The centrifuge has also come to play an essential role biochemistry. It is used to both separate proteins and determine their properties. A key challenge was to make something spinning above 10 000 revolutions per minute safe.

Edward Pickles took on the challenge: “... (the Model L) has done more than any other single instrument to advance the study of viruses, yet Pickels received almost no attention for these remarkable achievements. Previously, ultracentrifuges had to be run behind three-foot-thick walls of reinforced concrete. The scientists who operated them were considered slightly insane. Centrifuges required constant attention … and explosions were to be expected at fairly regular intervals. The Spinco preparative centrifuge, for contrast, is about the size of a washing machine, and anyone can learn to run it in 10 minutes.” https://www.beckman.com/resources/technologies/analytical-ul...

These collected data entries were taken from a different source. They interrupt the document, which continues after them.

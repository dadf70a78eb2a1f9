#![macro_use]
#![allow(unused_macros)]
#![allow(unused)]

use core::fmt::{Debug, Display, LowerHex};

#[cfg(all(feature = "defmt", feature = "log"))]
compile_error!("You may not enable both `defmt` and `log` features.");

macro_rules! assert {
    ($($x:tt)*) => {
        {
            #[cfg(not(feature = "defmt"))]
            ::core::assert!($($x)*);
            #[cfg(feature = "defmt")]
            ::defmt::assert!($($x)*);
        }
    };
}

macro_rules! assert_eq {
    ($($x:tt)*) => {
        {
            #[cfg(not(feature = "defmt"))]
            ::core::assert_eq!($($x)*);
            #[cfg(feature = "defmt")]
            ::defmt::assert_eq!($($x)*);
        }
    };
}

macro_rules! assert_ne {
    ($($x:tt)*) => {
        {
            #[cfg(not(feature = "defmt"))]
            ::core::assert_ne!($($x)*);
            #[cfg(feature = "defmt")]
            ::defmt::assert_ne!($($x)*);
        }
    };
}

macro_rules! debug_assert {
    ($($x:tt)*) => {
        {
            #[cfg(not(feature = "defmt"))]
            ::core::debug_assert!($($x)*);
            #[cfg(feature = "defmt")]
            ::defmt::debug_assert!($($x)*);
        }
    };
}

macro_rules! debug_assert_eq {
    ($($x:tt)*) => {
        {
            #[cfg(not(feature = "defmt"))]
            ::core::debug_assert_eq!($($x)*);
            #[cfg(feature = "defmt")]
            ::defmt::debug_assert_eq!($($x)*);
        }
    };
}

macro_rules! debug_assert_ne {
    ($($x:tt)*) => {
        {
            #[cfg(not(feature = "defmt"))]
            ::core::debug_assert_ne!($($x)*);
            #[cfg(feature = "defmt")]
            ::defmt::debug_assert_ne!($($x)*);
        }
    };
}

macro_rules! todo {
    ($($x:tt)*) => {
        {
            #[cfg(not(feature = "defmt"))]
            ::core::todo!($($x)*);
            #[cfg(feature = "defmt")]
            ::defmt::todo!($($x)*);
        }
    };
}

#[cfg(not(feature = "defmt"))]
macro_rules! unreachable {
    ($($x:tt)*) => {
        ::core::unreachable!($($x)*)
    };
}

#[cfg(feature = "defmt")]
macro_rules! unreachable {
    ($($x:tt)*) => {
        ::defmt::unreachable!($($x)*)
    };
}

macro_rules! panic {
    ($($x:tt)*) => {
        {
            #[cfg(not(feature = "defmt"))]
            ::core::panic!($($x)*);
            #[cfg(feature = "defmt")]
            ::defmt::panic!($($x)*);
        }
    };
}

macro_rules! trace {
    ($s:literal $(, $x:expr)* $(,)?) => {
        {
            #[cfg(feature = "log")]
            ::log::trace!($s $(, $x)*);
            #[cfg(feature = "defmt")]
            ::defmt::trace!($s $(, $x)*);
            #[cfg(not(any(feature = "log", feature="defmt")))]
            let _ = ($( & $x ),*);
        }
    };
}

macro_rules! debug {
    ($s:literal $(, $x:expr)* $(,)?) => {
        {
            #[cfg(feature = "log")]
            ::log::debug!($s $(, $x)*);
            #[cfg(feature = "defmt")]
            ::defmt::debug!($s $(, $x)*);
            #[cfg(not(any(feature = "log", feature="defmt")))]
            let _ = ($( & $x ),*);
        }
    };
}

macro_rules! info {
    ($s:literal $(, $x:expr)* $(,)?) => {
        {
            #[cfg(feature = "log")]
            ::log::info!($s $(, $x)*);
            #[cfg(feature = "defmt")]
            ::defmt::info!($s $(, $x)*);
            #[cfg(not(any(feature = "log", feature="defmt")))]
            let _ = ($( & $x ),*);
        }
    };
}

macro_rules! warn {
    ($s:literal $(, $x:expr)* $(,)?) => {
        {
            #[cfg(feature = "log")]
            ::log::warn!($s $(, $x)*);
            #[cfg(feature = "defmt")]
            ::defmt::warn!($s $(, $x)*);
            #[cfg(not(any(feature = "log", feature="defmt")))]
            let _ = ($( & $x ),*);
        }
    };
}

macro_rules! error {
    ($s:literal $(, $x:expr)* $(,)?) => {
        {
            #[cfg(feature = "log")]
            ::log::error!($s $(, $x)*);
            #[cfg(feature = "defmt")]
            ::defmt::error!($s $(, $x)*);
            #[cfg(not(any(feature = "log", feature="defmt")))]
            let _ = ($( & $x ),*);
        }
    };
}

#[cfg(feature = "defmt")]
macro_rules! unwrap {
    ($($x:tt)*) => {
        ::defmt::unwrap!($($x)*)
    };
}

#[cfg(not(feature = "defmt"))]
macro_rules! unwrap {
    ($arg:expr) => {
        match $crate::fmt::Try::into_result($arg) {
            ::core::result::Result::Ok(t) => t,
            ::core::result::Result::Err(e) => {
                ::core::panic!("unwrap of `{}` failed: {:?}", ::core::stringify!($arg), e);
            }
        }
    };
    ($arg:expr, $($msg:expr),+ $(,)? ) => {
        match $crate::fmt::Try::into_result($arg) {
            ::core::result::Result::Ok(t) => t,
            ::core::result::Result::Err(e) => {
                ::core::panic!("unwrap of `{}` failed: {}: {:?}", ::core::stringify!($arg), ::core::format_args!($($msg,)*), e);
            }
        }
    };
}

#[derive(Debug, Copy, Clone, Eq, PartialEq)]
pub struct NoneError;

pub trait Try {
    type Ok;
    type Error;
    fn into_result(self) -> Result<Self::Ok, Self::Error>;
}

impl<T> Try for Option<T> {
    type Ok = T;
    type Error = NoneError;

    #[inline]
    fn into_result(self) -> Result<T, NoneError> {
        self.ok_or(NoneError)
    }
}

impl<T, E> Try for Result<T, E> {
    type Ok = T;
    type Error = E;

    #[inline]
    fn into_result(self) -> Self {
        self
    }
}

pub(crate) struct Bytes<'a>(pub &'a [u8]);

impl<'a> Debug for Bytes<'a> {
    fn fmt(&self, f: &mut core::fmt::Formatter<'_>) -> core::fmt::Result {
        write!(f, "{:#02x?}", self.0)
    }
}

impl<'a> Display for Bytes<'a> {
    fn fmt(&self, f: &mut core::fmt::Formatter<'_>) -> core::fmt::Result {
        write!(f, "{:#02x?}", self.0)
    }
}

impl<'a> LowerHex for Bytes<'a> {
    fn fmt(&self, f: &mut core::fmt::Formatter<'_>) -> core::fmt::Result {
        write!(f, "{:#02x?}", self.0)
    }
}

#[cfg(feature = "defmt")]
impl<'a> defmt::Format for Bytes<'a> {
    fn format(&self, fmt: defmt::Formatter) {
        defmt::write!(fmt, "{:02x}", self.0)
    }
}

Is it easy? You have to spin the tube at 50k rpm and flow a gaseous form of uranium through it. It’s dangerous and expensive and certainly hard if you’ve never built a centrifuge before.


Sure but centrifuges were going to be built to that standard anyways, they're a necessary basic technology.


The issue, as I understand it, is that even slight vibration mixes the UF6 enough to ruin things. Getting the centrifuges to rotate absolutely smoothly is difficult.


Compared to very finely controlled explosions to all meet in the center with high enough velocity and accuracy, it is trivial.